Banks have seen a sharp improvement in asset quality, with gross NPAs falling significantly year-on-year. The net NPA ratio has stabilized at its lowest level since the asset quality review period. This turnaround is credited to large write-offs, sustained recoveries, and resolutions under the IBC. However, the report notes some emerging stress in unsecured retail loans.

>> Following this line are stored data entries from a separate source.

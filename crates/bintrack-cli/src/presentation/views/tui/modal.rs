use ratatui::{
    buffer::Buffer,
    layout::Rect,
    style::{Color, Modifier, Style},
    text::{Line, Span},
    widgets::{Block, Borders, Clear, Paragraph, Widget, Wrap},
};

use super::centered;
use crate::presentation::view_models::{
    FormFieldViewModel, ModalViewModel, SuggestionListViewModel,
};

const MODAL_WIDTH: u16 = 64;

pub struct ModalView<'a> {
    model: &'a ModalViewModel,
}

impl<'a> ModalView<'a> {
    pub fn new(model: &'a ModalViewModel) -> Self {
        Self { model }
    }

    fn lines(&self) -> (String, Vec<Line<'a>>, Line<'static>) {
        match self.model {
            ModalViewModel::Record {
                title,
                fields,
                suggestions,
            } => {
                let mut lines = Vec::new();
                for field in fields {
                    lines.push(field_line(field));
                    if field.focused
                        && let Some(list) = suggestions
                    {
                        lines.extend(suggestion_lines(list));
                    }
                }
                (title.clone(), lines, help(&["Tab", "Enter", "Esc"]))
            }
            ModalViewModel::Adjust {
                label,
                current_cases,
                fields,
                projected_cases,
                notes_len,
                notes_limit,
            } => {
                let mut lines = vec![
                    Line::from(Span::styled(
                        label.clone(),
                        Style::default().add_modifier(Modifier::BOLD),
                    )),
                    Line::from(format!("Current Cases: {}", current_cases)),
                    Line::from(""),
                ];
                lines.extend(fields.iter().map(field_line));
                let projected = match projected_cases {
                    Some(n) => Span::raw(n.to_string()),
                    None => Span::styled("—", Style::default().fg(Color::DarkGray)),
                };
                lines.push(Line::from(""));
                lines.push(Line::from(vec![Span::raw("New Total: "), projected]));
                let counter = if notes_len > notes_limit {
                    Style::default().fg(Color::Red)
                } else {
                    Style::default().fg(Color::DarkGray)
                };
                lines.push(Line::from(Span::styled(
                    format!("{}/{} characters", notes_len, notes_limit),
                    counter,
                )));
                ("Adjust Quantity".to_string(), lines, help(&["Tab", "Enter", "Esc"]))
            }
            ModalViewModel::Delete { lines: summary } => {
                let mut lines = vec![
                    Line::from(Span::styled(
                        "Are you sure you want to delete this record?",
                        Style::default().fg(Color::Red).add_modifier(Modifier::BOLD),
                    )),
                    Line::from(""),
                ];
                lines.extend(summary.iter().map(|l| Line::from(l.as_str())));
                ("Confirm Delete".to_string(), lines, help(&["y", "Esc"]))
            }
        }
    }
}

fn field_line(field: &FormFieldViewModel) -> Line<'_> {
    let label_style = if field.focused {
        Style::default().fg(Color::Yellow).add_modifier(Modifier::BOLD)
    } else {
        Style::default().fg(Color::Gray)
    };
    let mut spans = vec![
        Span::styled(format!("{:<14}", field.label), label_style),
        Span::raw(field.value.as_str()),
    ];
    if field.focused {
        spans.push(Span::styled("▏", Style::default().fg(Color::Yellow)));
    }
    if field.selected {
        spans.push(Span::styled(" ✓", Style::default().fg(Color::Green)));
    }
    Line::from(spans)
}

fn suggestion_lines(list: &SuggestionListViewModel) -> Vec<Line<'_>> {
    let indent = " ".repeat(14);
    if let Some(message) = &list.empty_message {
        return vec![Line::from(vec![
            Span::raw(indent),
            Span::styled(message.as_str(), Style::default().fg(Color::DarkGray)),
        ])];
    }

    list.items
        .iter()
        .enumerate()
        .map(|(i, item)| {
            let style = if Some(i) == list.highlighted {
                Style::default().bg(Color::Blue).fg(Color::White)
            } else {
                Style::default()
            };
            let mut spans = vec![
                Span::raw(indent.clone()),
                Span::styled(item.primary.as_str(), style),
            ];
            if let Some(secondary) = &item.secondary {
                spans.push(Span::styled(
                    format!("  {}", secondary),
                    Style::default().fg(Color::DarkGray),
                ));
            }
            Line::from(spans)
        })
        .collect()
}

fn help(keys: &[&str]) -> Line<'static> {
    let mut spans = Vec::new();
    for key in keys {
        let action = match *key {
            "Tab" => "next field",
            "Enter" => "save",
            "y" => "delete",
            _ => "cancel",
        };
        spans.push(Span::styled(
            format!("[{}]", key),
            Style::default().fg(Color::Yellow),
        ));
        spans.push(Span::raw(format!(" {}  ", action)));
    }
    Line::from(spans)
}

impl<'a> Widget for ModalView<'a> {
    fn render(self, area: Rect, buf: &mut Buffer) {
        let (title, mut lines, help_line) = self.lines();
        lines.push(Line::from(""));
        lines.push(help_line);

        // borders
        let height = lines.len() as u16 + 2;
        let rect = centered(area, MODAL_WIDTH, height);

        Clear.render(rect, buf);
        let block = Block::default()
            .title(title)
            .borders(Borders::ALL)
            .border_style(Style::default().fg(Color::Cyan));
        Paragraph::new(lines)
            .block(block)
            .wrap(Wrap { trim: false })
            .render(rect, buf);
    }
}
use serde::{Deserialize, Serialize};
use std::fmt;
use std::str::FromStr;

use crate::error::Error;

/// Presentation mode of the inventory region
#[derive(Debug, Clone, Copy, Default, PartialEq, Eq, Hash, Serialize, Deserialize)]
#[serde(rename_all = "lowercase")]
pub enum ViewKind {
    #[default]
    Table,
    Card,
}

impl ViewKind {
    pub fn toggled(self) -> Self {
        match self {
            ViewKind::Table => ViewKind::Card,
            ViewKind::Card => ViewKind::Table,
        }
    }
}

impl fmt::Display for ViewKind {
    fn fmt(&self, f: &mut fmt::Formatter<'_>) -> fmt::Result {
        match self {
            ViewKind::Table => write!(f, "table"),
            ViewKind::Card => write!(f, "card"),
        }
    }
}

impl FromStr for ViewKind {
    type Err = Error;

    fn from_str(s: &str) -> Result<Self, Self::Err> {
        match s.trim().to_ascii_lowercase().as_str() {
            "table" => Ok(ViewKind::Table),
            "card" | "cards" => Ok(ViewKind::Card),
            other => Err(Error::InvalidValue {
                kind: "view",
                value: other.to_string(),
            }),
        }
    }
}
use bintrack_types::OperationType;
use serde::Serialize;
use std::fmt;

use super::{CreateView, ViewMode};

// --------------------------------------------------------
// Data Definitions (ViewModels)
// --------------------------------------------------------

#[derive(Debug, Serialize)]
pub struct HistoryListViewModel {
    pub limit: u32,
    pub entries: Vec<HistoryEntryViewModel>,
}

#[derive(Debug, Clone, Serialize)]
pub struct HistoryEntryViewModel {
    pub history_id: i64,
    pub record_id: i64,
    pub operation: OperationType,
    /// Local time, or the raw server value when it can't be parsed.
    pub time: Option<String>,
    pub user: Option<String>,
    pub product: String,
    pub bin: String,
    pub change: String,
    pub notes: Option<String>,
}

#[derive(Debug, Serialize)]
pub struct HistoryStatsViewModel {
    pub total_operations: i64,
    pub creates: i64,
    pub updates: i64,
    pub adjustments: i64,
    pub deletes: i64,
    pub unique_users: i64,
    pub earliest: Option<String>,
    pub latest: Option<String>,
}

// --------------------------------------------------------
// CreateView Trait Implementations (Bridge to Views)
// --------------------------------------------------------

impl CreateView for HistoryListViewModel {
    fn create_view<'a>(&'a self, mode: ViewMode) -> Box<dyn fmt::Display + 'a> {
        use crate::presentation::views::history::HistoryListView;
        Box::new(HistoryListView::new(self, mode))
    }
}

impl CreateView for HistoryStatsViewModel {
    fn create_view<'a>(&'a self, mode: ViewMode) -> Box<dyn fmt::Display + 'a> {
        use crate::presentation::views::history::HistoryStatsView;
        Box::new(HistoryStatsView::new(self, mode))
    }
}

Key Points: Bank Bad Loans Drop 9.5% as Asset Quality Hits Post-AQR Low

  • Gross NPA ratio improved to 2.3% from 2.7% a year ago
  • Net NPA ratio stable at 0.5%, lowest post-AQR level
  • Stress seen in unsecured loans and microfinance segments
  • Public sector banks showed decline in GNPAs across most segments
2 min read

Banks bad loans decline sharply 9.5% y-o-y in Q1FY26, asset quality improves: Care Edge Report

Care Edge reports gross NPAs fell to 2.3% in Q1FY26, the lowest level since the asset quality review, driven by write-offs and IBC resolutions.

"GNPA reduced by 9.5 per cent year-on-year to Rs 4.18 lakh crore - Care Edge Ratings"

New Delhi, August 22

The gross non-performing assets (NPAs) of banks fell sharply in the first quarter of FY26, reflecting an improvement in overall asset quality, according to a report by Care Edge Ratings.

The report said that the gross NPA (GNPA) ratio also showed an improvement, falling to 2.3 per cent in Q1FY26 compared to 2.7 per cent a year ago.

It said "GNPA reduced by 9.5 per cent year-on-year (y-o-y) to Rs 4.18 lakh crore as of Q1FY26".

On the other hand, the net non-performing asset (NNPA) ratio remained stable at 0.5 per cent in Q1FY26 for the second consecutive quarter, against 0.6 per cent over a year ago. In absolute terms, NNPAs reduced by 8.7 per cent y-o-y to Rs 0.92 lakh crore as of the quarter.

However, sequentially, the picture was slightly different. The report pointed out that the quantum of GNPAs of SCBs rose by 0.5 per cent quarter-on-quarter (q-o-q), mainly due to higher incremental slippages and stress seen in the microfinance and unsecured loan segments at some banks.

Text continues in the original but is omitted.